Ivy is usually a nice, easy-going plant, but things can still go wrong. The most common problems you might encounter are listed below.

Ivy variegation is fading.

This is a common problem when there is not enough light being provided. Move to a brighter location, avoiding direct sunshine.

Bare spindly growth, small leaves on newer stems.

Again not enough light. Move to a brighter location, avoiding direct sunshine. Cut back the stem to a bushier section which should crate new growth and basically replaces all that unattractive spindly growth.

Lots of leaves have brown edges and the newer stems have spindly growth.

Two common possibilities. The plant is too warm, move to a cooler location. Or you've been overwatering it. Too much water can cause leaf edges to go brown, try and avoid soggy soil and keep it a little on the dry side for a few weeks until it's recovered.

Leaves falling off.

Lots of leaves falling is usually a symptom of underwatering, very low humidity levels, or being too warm. You'll have to assess your growing environment and recent care to figure out what's happened.

Leaf Spots.

Usually this will have been caused by bacterial leaf spot or fungal disease because the growing conditions are very humid and the air circulation near the plant is very poor. This article explains a little more and shows you some photos of what it looks like.

If you notice it on your plant then start by removing the affected leaves (keeping them away from any other plant to prevent the problem spreading). Improve the air circulation and if the spotting is very bad consider applying a fungicide, suitable for houseplants.

Pale washed out leaves.

Too much light. Move your Ivy to a shady spot away from the full sun. It may also be a sign of pest damage, like Thrips or Spider Mites.


Spider Mites are fairly common and I personally also had a Thrip problem that finished off one of my plants before I knew it. It's worth checking yours every so often because the dense foliage means it's easy for little insects to hide from sight.

If you spot any, treat the plant with some insecticidal soap or a Neem Oil spray.

Our story with Ivies

My previous home was a house built around 60 years ago, meaning it wasn't as energy efficient as a more modern home, so the rooms were bigger and cooler. The Ivy loved it. It grew easily and had really large trailing stems that I just left alone.

There are some pictures above and in the Gallery showing how long some of these stems got!

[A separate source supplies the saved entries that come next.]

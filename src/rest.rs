//! REST mapping of the messages service
//!
//! | Verb   | Path            | Operation |
//! |--------|-----------------|-----------|
//! | GET    | `/messages`     | find      |
//! | GET    | `/messages/:id` | get       |
//! | POST   | `/messages`     | create    |
//! | PUT    | `/messages/:id` | update    |
//! | PATCH  | `/messages/:id` | patch     |
//! | DELETE | `/messages/:id` | remove    |

use axum::{
    body::Bytes,
    extract::{Path, State},
    http::StatusCode,
    response::IntoResponse,
    routing::get,
    Json, Router,
};
use serde::de::DeserializeOwned;
use serde_json::json;

use crate::app::{parse_id, App};
use crate::error::{BoardError, Result};
use crate::types::{CreateMessage, Message, PatchMessage, UpdateMessage};

/// Routes for the REST transport
pub fn router() -> Router<App> {
    Router::new()
        .route("/messages", get(find_messages).post(create_message))
        .route(
            "/messages/:id",
            get(get_message)
                .put(update_message)
                .patch(patch_message)
                .delete(remove_message),
        )
        .route("/health", get(health_handler))
}

/// Decode a JSON request body. An empty body means no fields were sent.
fn body<T: DeserializeOwned + Default>(payload: &[u8]) -> Result<T> {
    if payload.iter().all(u8::is_ascii_whitespace) {
        return Ok(T::default());
    }
    serde_json::from_slice(payload).map_err(|e| BoardError::BadRequest(e.to_string()))
}

async fn find_messages(State(app): State<App>) -> Json<Vec<Message>> {
    Json(app.find())
}

async fn get_message(State(app): State<App>, Path(id): Path<String>) -> Result<Json<Message>> {
    Ok(Json(app.get(parse_id(&id)?)?))
}

async fn create_message(
    State(app): State<App>,
    payload: Bytes,
) -> Result<(StatusCode, Json<Message>)> {
    let data: CreateMessage = body(&payload)?;
    Ok((StatusCode::CREATED, Json(app.create(data))))
}

async fn update_message(
    State(app): State<App>,
    Path(id): Path<String>,
    payload: Bytes,
) -> Result<Json<Message>> {
    let id = parse_id(&id)?;
    let data: UpdateMessage = body(&payload)?;
    Ok(Json(app.update(id, data)?))
}

async fn patch_message(
    State(app): State<App>,
    Path(id): Path<String>,
    payload: Bytes,
) -> Result<Json<Message>> {
    let id = parse_id(&id)?;
    let data: PatchMessage = body(&payload)?;
    Ok(Json(app.patch(id, data)?))
}

async fn remove_message(
    State(app): State<App>,
    Path(id): Path<String>,
) -> Result<Json<Message>> {
    Ok(Json(app.remove(parse_id(&id)?)?))
}

/// Health check endpoint
async fn health_handler(State(app): State<App>) -> impl IntoResponse {
    Json(json!({
        "status": "ok",
        "clients": app.channels().connection_count(),
        "messages": app.messages().count(),
    }))
}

Fast forward and my current home is a new build house. The rooms are smaller, but the insulation is high specification meaning it's almost always warm. The Ivy hates it. It's very temperamental and I given up trying to grow it up in my living spaces as they're just too warm.

A small Ivy houseplant

Although Ivy is fairly cheap to buy and is considered a common houseplant they'll still attractive.

Instead I have one plant on the go at the moment in my hallway near the front door. The coolest spot in the entire house that still gets a little light.

It doesn't look as glamorous as my older plants, and I'm rapidly concluding this is a plant that probably won't be able to stay in my collection.

It's a case of environmental conditions not being a good match, and nothing to do with what I think of Ivy in general. They honestly make fab easy going houseplants. They just need the right home to really do their best.

About the Author

Tom Knight

Tom Knight

Over the last 20 years, Tom has successfully owned hundreds of houseplants and is always happy to share knowledge and lend his horticulture skills to those in need. He is the main content writer for the .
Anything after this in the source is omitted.